A Conversation Over Drinks

Stevens Williams, AIA, LEED AP®, Flad Architects

The Teaching and Research Winery and the August A. Busch III Brewing and Food Science Laboratory (WBF) comprise the Robert Mondavi Institute for Food and Wine. The WBF is a pilot facility that integrates wine making, brewing, and food processing with discovery and learning programs. Recently awarded high honors as a "laboratory of the year" for 2011, WBF demonstrates that ambitious energy and environmental goals can be successfully integrated in a high-performance science environment.

WBF is an extended research and teaching environment, integrating bench-top science with applied process technologies. Unique for its type and broadly transformative in its potential, this facility carries academic investigation to industrial application. Here, researchers can directly test theories and validate new processes for cultivation and production in industrial conditions.

The building is an extended learning environment as well, educating students in sustainable production processes and operating procedures. It is a living model, where the effectiveness of energy-efficient technologies is directly monitored and demonstrated in a highly sustainable setting.

Entirely funded by donor bequests, WBF was undertaken with the expectation that building features and operating systems could be scaled up for application in parent industries. Specific innovations that engaged the vision of industry donors and addressed general issues for sustainable performance include real-time monitoring and ability to adjust building systems; piping research fermentors for carbon dioxide capture, allowing later conversion to solid state; and modifying conventional wall assembly to create a high-performance envelope.

WBF is the first building in the region to satisfy all irrigation and all non-potable water needs through stormwater harvesting and will be foremost of its type to reduce process water demands through a clean-in-place system.

WBF will be the first LEED® Platinum building on this campus and the third in this state educational system. It will house the world's first LEED Platinum winery, first LEED Platinum brewery and first LEED Platinum food-processing pilot plant. It is one of about a half dozen laboratories and the first process science building to attain this level of performance.

WBF has been described as an "intelligent barn," in terms of the modesty of the architecture and the distance from agricultural practice. As traditional buildings, all barns possess a native intelligence, supporting an inherent need to reduce, re-use and replenish. This is a building that remembers, and hopefully, one that teaches.

Biography:

Stevens Williams is the principal and design director for Flad Architects in San Francisco. Mr. Williams' design for the brewery, winery, and food sciences facility reflects both his deep personal interest in the agrarian landscape and demonstrated professional commitment to sustainability.

Mr.
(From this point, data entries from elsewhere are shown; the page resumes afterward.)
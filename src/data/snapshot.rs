//! Dashboard Snapshot Module
//! The three tables, loaded once and shared read-only with every view.

use crate::data::loader::{
    DataLoader, LoaderError, DATE_COL, FUEL_COL, MONTH_COL, PM25_COL, VEHICLES_COL, YEAR_COL,
};
use crate::data::processor::DataProcessor;
use crate::data::records::{CombinedAnnualRecord, Pm25Record, VehicleRecord};
use polars::prelude::*;
use std::collections::BTreeSet;
use std::fs::{self, File};
use std::path::{Path, PathBuf};
use tracing::{info, warn};

pub const AVG_PM25_COL: &str = "Avg PM2.5";

/// Immutable result of one load of a data directory.
#[derive(Debug, Clone, Default)]
pub struct DashboardData {
    pub source_dir: PathBuf,
    pub vehicles: Vec<VehicleRecord>,
    pub pm25: Vec<Pm25Record>,
    pub combined: Vec<CombinedAnnualRecord>,
}

impl DashboardData {
    /// Load and aggregate every table under `data_dir`. Never fails: a vehicle
    /// load error degrades to an empty vehicle table.
    pub fn load(data_dir: &Path) -> Self {
        let loader = DataLoader::new(data_dir);

        let vehicles = match loader.load_vehicle_data() {
            Ok(vehicles) => vehicles,
            Err(e) => {
                warn!(
                    dir = %data_dir.display(),
                    error = %e,
                    "Error loading vehicle data, using empty table"
                );
                Vec::new()
            }
        };
        let pm25 = loader.load_pm25_data();

        Self::from_tables(data_dir, vehicles, pm25)
    }

    pub fn from_tables(
        data_dir: &Path,
        vehicles: Vec<VehicleRecord>,
        pm25: Vec<Pm25Record>,
    ) -> Self {
        let combined = DataProcessor::combine(&vehicles, &pm25);
        info!(
            vehicles = vehicles.len(),
            pm25 = pm25.len(),
            combined = combined.len(),
            "Dashboard data ready"
        );

        Self {
            source_dir: data_dir.to_path_buf(),
            vehicles,
            pm25,
            combined,
        }
    }

    pub fn is_empty(&self) -> bool {
        self.vehicles.is_empty() && self.pm25.is_empty()
    }

    /// Vehicle table as `Fuel, Vehicles, year`.
    pub fn vehicles_frame(&self) -> Result<DataFrame, LoaderError> {
        let fuels: Vec<&str> = self.vehicles.iter().map(|r| r.fuel.as_str()).collect();
        let counts: Vec<i64> = self.vehicles.iter().map(|r| r.vehicles).collect();
        let years: Vec<i32> = self.vehicles.iter().map(|r| r.year).collect();

        Ok(DataFrame::new(vec![
            Column::new(FUEL_COL.into(), fuels),
            Column::new(VEHICLES_COL.into(), counts),
            Column::new(YEAR_COL.into(), years),
        ])?)
    }

    /// PM2.5 table as `Date, year, month, Daily Mean PM2.5 Concentration`
    /// followed by the pass-through columns in name order.
    pub fn pm25_frame(&self) -> Result<DataFrame, LoaderError> {
        if self.pm25.is_empty() {
            return Ok(DataFrame::empty());
        }

        let dates: Vec<String> = self.pm25.iter().map(|r| r.date.to_string()).collect();
        let years: Vec<i32> = self.pm25.iter().map(|r| r.year).collect();
        let months: Vec<u32> = self.pm25.iter().map(|r| r.month).collect();
        let values: Vec<Option<f64>> = self.pm25.iter().map(|r| r.concentration).collect();

        let mut columns = vec![
            Column::new(DATE_COL.into(), dates),
            Column::new(YEAR_COL.into(), years),
            Column::new(MONTH_COL.into(), months),
            Column::new(PM25_COL.into(), values),
        ];

        let extra_names: BTreeSet<&str> = self
            .pm25
            .iter()
            .flat_map(|r| r.extra.keys().map(String::as_str))
            .collect();
        for name in extra_names {
            let cells: Vec<Option<&str>> = self
                .pm25
                .iter()
                .map(|r| r.extra.get(name).map(String::as_str))
                .collect();
            columns.push(Column::new(name.into(), cells));
        }

        Ok(DataFrame::new(columns)?)
    }

    /// Combined table as `year, Vehicles, Avg PM2.5`.
    pub fn combined_frame(&self) -> Result<DataFrame, LoaderError> {
        let years: Vec<i32> = self.combined.iter().map(|r| r.year).collect();
        let ev: Vec<Option<i64>> = self.combined.iter().map(|r| r.ev_vehicles).collect();
        let avg: Vec<Option<f64>> = self.combined.iter().map(|r| r.avg_pm25).collect();

        Ok(DataFrame::new(vec![
            Column::new(YEAR_COL.into(), years),
            Column::new(VEHICLES_COL.into(), ev),
            Column::new(AVG_PM25_COL.into(), avg),
        ])?)
    }

    /// Write `vehicle_data.csv`, `pm25_data.csv` and `combined_data.csv`.
    pub fn export_csv(&self, out_dir: &Path) -> Result<Vec<PathBuf>, LoaderError> {
        fs::create_dir_all(out_dir)?;

        let tables = [
            ("vehicle_data.csv", self.vehicles_frame()?),
            ("pm25_data.csv", self.pm25_frame()?),
            ("combined_data.csv", self.combined_frame()?),
        ];

        let mut written = Vec::new();
        for (name, mut df) in tables {
            let path = out_dir.join(name);
            let mut file = File::create(&path)?;
            CsvWriter::new(&mut file)
                .include_header(true)
                .finish(&mut df)?;
            info!(path = %path.display(), rows = df.height(), "Exported table");
            written.push(path);
        }
        Ok(written)
    }
}

#[cfg(test)]
mod tests {
    use super::*;
    use tempfile::tempdir;

    #[test]
    fn test_empty_directory_gives_shaped_empty_tables() {
        let dir = tempdir().unwrap();
        let data = DashboardData::load(dir.path());

        assert!(data.is_empty());
        assert!(data.combined.is_empty());

        let vehicles = data.vehicles_frame().unwrap();
        assert_eq!(vehicles.height(), 0);
        let names: Vec<String> = vehicles
            .get_column_names()
            .iter()
            .map(|s| s.to_string())
            .collect();
        assert_eq!(names, vec!["Fuel", "Vehicles", "year"]);

        assert_eq!(data.pm25_frame().unwrap().width(), 0);
    }

    #[test]
    fn test_load_builds_all_three_tables() {
        let dir = tempdir().unwrap();
        fs::write(
            dir.path().join("vehicle2019.csv"),
            "Fuel,Vehicles\nbattery electric,40\nGasoline,500\n",
        )
        .unwrap();
        fs::write(
            dir.path().join("vehicle2020.csv"),
            "Fuel,Vehicles\nBattery-Electric,60\nGasoline,480\n",
        )
        .unwrap();
        fs::write(
            dir.path().join("pm2.5-2020.csv"),
            "Date,Daily Mean PM2.5 Concentration\n01/01/2020,6.0\n01/02/2020,8.0\n",
        )
        .unwrap();
        fs::write(
            dir.path().join("pm2.5-2021.csv"),
            "Date,Daily Mean PM2.5 Concentration\n01/01/2021,5.0\n",
        )
        .unwrap();

        let data = DashboardData::load(dir.path());
        assert_eq!(data.vehicles.len(), 4);
        assert_eq!(data.pm25.len(), 3);

        let years: Vec<i32> = data.combined.iter().map(|r| r.year).collect();
        assert_eq!(years, vec![2019, 2020, 2021]);
        assert_eq!(data.combined[0].ev_vehicles, Some(40));
        assert_eq!(data.combined[0].avg_pm25, None);
        assert_eq!(data.combined[1].avg_pm25, Some(7.0));
        assert_eq!(data.combined[2].ev_vehicles, None);
    }

    #[test]
    fn test_export_writes_three_files() {
        let data_dir = tempdir().unwrap();
        fs::write(
            data_dir.path().join("vehicle2020.csv"),
            "Fuel,Vehicles\nElectric,10\n",
        )
        .unwrap();
        let data = DashboardData::load(data_dir.path());

        let out = tempdir().unwrap();
        let written = data.export_csv(&out.path().join("tables")).unwrap();
        assert_eq!(written.len(), 3);

        let vehicles = fs::read_to_string(&written[0]).unwrap();
        assert!(vehicles.starts_with("Fuel,Vehicles,year"));
        assert!(vehicles.contains("Electric,10,2020"));
    }
}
Williams is currently leading sustainable building designs for Merritt College, the Monterey Bay Aquarium Research Institute, Sandia National Laboratories, the California Maritime Academy, and San Francisco State's Romberg Tiburon Center for Environmental Studies.
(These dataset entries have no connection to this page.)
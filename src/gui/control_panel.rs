//! Control Panel Widget
//! Left side panel with the fuel and year filters and the file actions.

use crate::data::{DataFilter, DataProcessor, VehicleRecord};
use egui::{RichText, ScrollArea, Slider};

/// Number of fuels selected after a load.
const DEFAULT_SELECTED_FUELS: usize = 3;

/// Left side control panel with filters and actions.
pub struct ControlPanel {
    pub fuels: Vec<String>,
    pub selected_fuels: Vec<bool>,
    pub years: Vec<i32>,
    pub year_start: i32,
    pub year_end: i32,
    pub status: String,
}

impl Default for ControlPanel {
    fn default() -> Self {
        Self {
            fuels: Vec::new(),
            selected_fuels: Vec::new(),
            years: Vec::new(),
            year_start: 0,
            year_end: 0,
            status: "Ready".to_string(),
        }
    }
}

impl ControlPanel {
    pub fn new() -> Self {
        Self::default()
    }

    /// Reset the options after a (re)load: first fuels selected, full year span.
    pub fn update_options(&mut self, vehicles: &[VehicleRecord]) {
        self.fuels = DataProcessor::get_fuels(vehicles);
        self.selected_fuels = (0..self.fuels.len())
            .map(|i| i < DEFAULT_SELECTED_FUELS)
            .collect();
        self.years = DataProcessor::get_years(vehicles);
        self.year_start = self.years.first().copied().unwrap_or(0);
        self.year_end = self.years.last().copied().unwrap_or(0);
    }

    /// The current selection. No ticked fuel means every fuel.
    pub fn filter(&self) -> DataFilter {
        let fuels = self
            .fuels
            .iter()
            .zip(self.selected_fuels.iter())
            .filter(|(_, &selected)| selected)
            .map(|(fuel, _)| fuel.clone())
            .collect();
        let years = if self.years.is_empty() {
            None
        } else {
            Some((self.year_start, self.year_end))
        };
        DataFilter { fuels, years }
    }

    pub fn set_status(&mut self, status: &str) {
        self.status = status.to_string();
    }

    /// Keep `year_start <= year_end`, moving whichever bound was not just edited.
    fn clamp_years(&mut self, start_moved: bool) {
        if self.year_start > self.year_end {
            if start_moved {
                self.year_end = self.year_start;
            } else {
                self.year_start = self.year_end;
            }
        }
    }

    /// Draw the control panel
    pub fn show(&mut self, ui: &mut egui::Ui, busy: bool) -> ControlPanelAction {
        let mut action = ControlPanelAction::None;

        ui.heading("Transportation Trends");
        ui.label(RichText::new("California vehicles & PM2.5").weak());
        ui.separator();

        ui.label(RichText::new("Data").strong());
        ui.horizontal(|ui| {
            if ui
                .add_enabled(!busy, egui::Button::new("Open data folder..."))
                .clicked()
            {
                action = ControlPanelAction::OpenFolder;
            }
        });
        ui.horizontal(|ui| {
            if ui
                .add_enabled(!busy, egui::Button::new("Export charts..."))
                .clicked()
            {
                action = ControlPanelAction::ExportCharts;
            }
            if ui
                .add_enabled(!busy, egui::Button::new("Export tables..."))
                .clicked()
            {
                action = ControlPanelAction::ExportTables;
            }
        });

        ui.add_space(8.0);
        ui.label(RichText::new("Filters").strong());
        ui.separator();

        ui.label("Fuel Types");
        if self.fuels.is_empty() {
            ui.label(RichText::new("No fuel types loaded").weak());
        } else {
            ui.horizontal(|ui| {
                if ui.small_button("All").clicked() {
                    self.selected_fuels.iter_mut().for_each(|s| *s = true);
                    action = ControlPanelAction::FilterChanged;
                }
                if ui.small_button("None").clicked() {
                    self.selected_fuels.iter_mut().for_each(|s| *s = false);
                    action = ControlPanelAction::FilterChanged;
                }
            });
            ScrollArea::vertical()
                .id_salt("fuel_list")
                .max_height(220.0)
                .show(ui, |ui| {
                    for (fuel, selected) in self.fuels.iter().zip(self.selected_fuels.iter_mut()) {
                        if ui.checkbox(selected, fuel.as_str()).changed() {
                            action = ControlPanelAction::FilterChanged;
                        }
                    }
                });
        }

        ui.add_space(8.0);
        ui.label("Year Range");
        if let (Some(&min), Some(&max)) = (self.years.first(), self.years.last()) {
            let start_changed = ui
                .add(Slider::new(&mut self.year_start, min..=max).text("From"))
                .changed();
            let end_changed = ui
                .add(Slider::new(&mut self.year_end, min..=max).text("To"))
                .changed();
            if start_changed || end_changed {
                self.clamp_years(start_changed);
                action = ControlPanelAction::FilterChanged;
            }
        } else {
            ui.label(RichText::new("No years loaded").weak());
        }

        ui.add_space(8.0);
        ui.separator();
        ui.label(RichText::new(&self.status).small());

        action
    }
}

/// Actions that can be triggered from the control panel
#[derive(Debug, Clone, Copy, PartialEq, Eq)]
pub enum ControlPanelAction {
    None,
    OpenFolder,
    ExportCharts,
    ExportTables,
    FilterChanged,
}

#[cfg(test)]
mod tests {
    use super::*;

    fn vehicle(fuel: &str, year: i32) -> VehicleRecord {
        VehicleRecord {
            fuel: fuel.to_string(),
            vehicles: 1,
            year,
        }
    }

    #[test]
    fn test_update_options_selects_first_three_fuels() {
        let mut panel = ControlPanel::new();
        panel.update_options(&[
            vehicle("Gasoline", 2020),
            vehicle("Diesel", 2018),
            vehicle("Electric", 2019),
            vehicle("Flex-Fuel", 2021),
        ]);

        assert_eq!(panel.fuels, vec!["Diesel", "Electric", "Flex-Fuel", "Gasoline"]);
        assert_eq!(panel.selected_fuels, vec![true, true, true, false]);
        assert_eq!((panel.year_start, panel.year_end), (2018, 2021));

        let filter = panel.filter();
        assert_eq!(filter.fuels, vec!["Diesel", "Electric", "Flex-Fuel"]);
        assert_eq!(filter.years, Some((2018, 2021)));
    }

    #[test]
    fn test_empty_data_has_open_filter() {
        let mut panel = ControlPanel::new();
        panel.update_options(&[]);
        assert_eq!(panel.filter(), DataFilter::default());
    }

    #[test]
    fn test_clamp_years_moves_other_bound() {
        let mut panel = ControlPanel::new();
        panel.year_start = 2021;
        panel.year_end = 2019;
        panel.clamp_years(true);
        assert_eq!((panel.year_start, panel.year_end), (2021, 2021));

        panel.year_start = 2021;
        panel.year_end = 2019;
        panel.clamp_years(false);
        assert_eq!((panel.year_start, panel.year_end), (2019, 2019));
    }
}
Mr. Williams' past innovative designs for energy conservation include Applied Biosystems, one of the first science buildings to be certified by the LEED program, and the Ohlone College Newark Center, the first LEED Platinum campus in North America. Mr. Williams' recognition includes Best of California, Education Award, the U.S. General Services Administration Design Excellence Program, and the National Endowment for the Arts Presidential Award.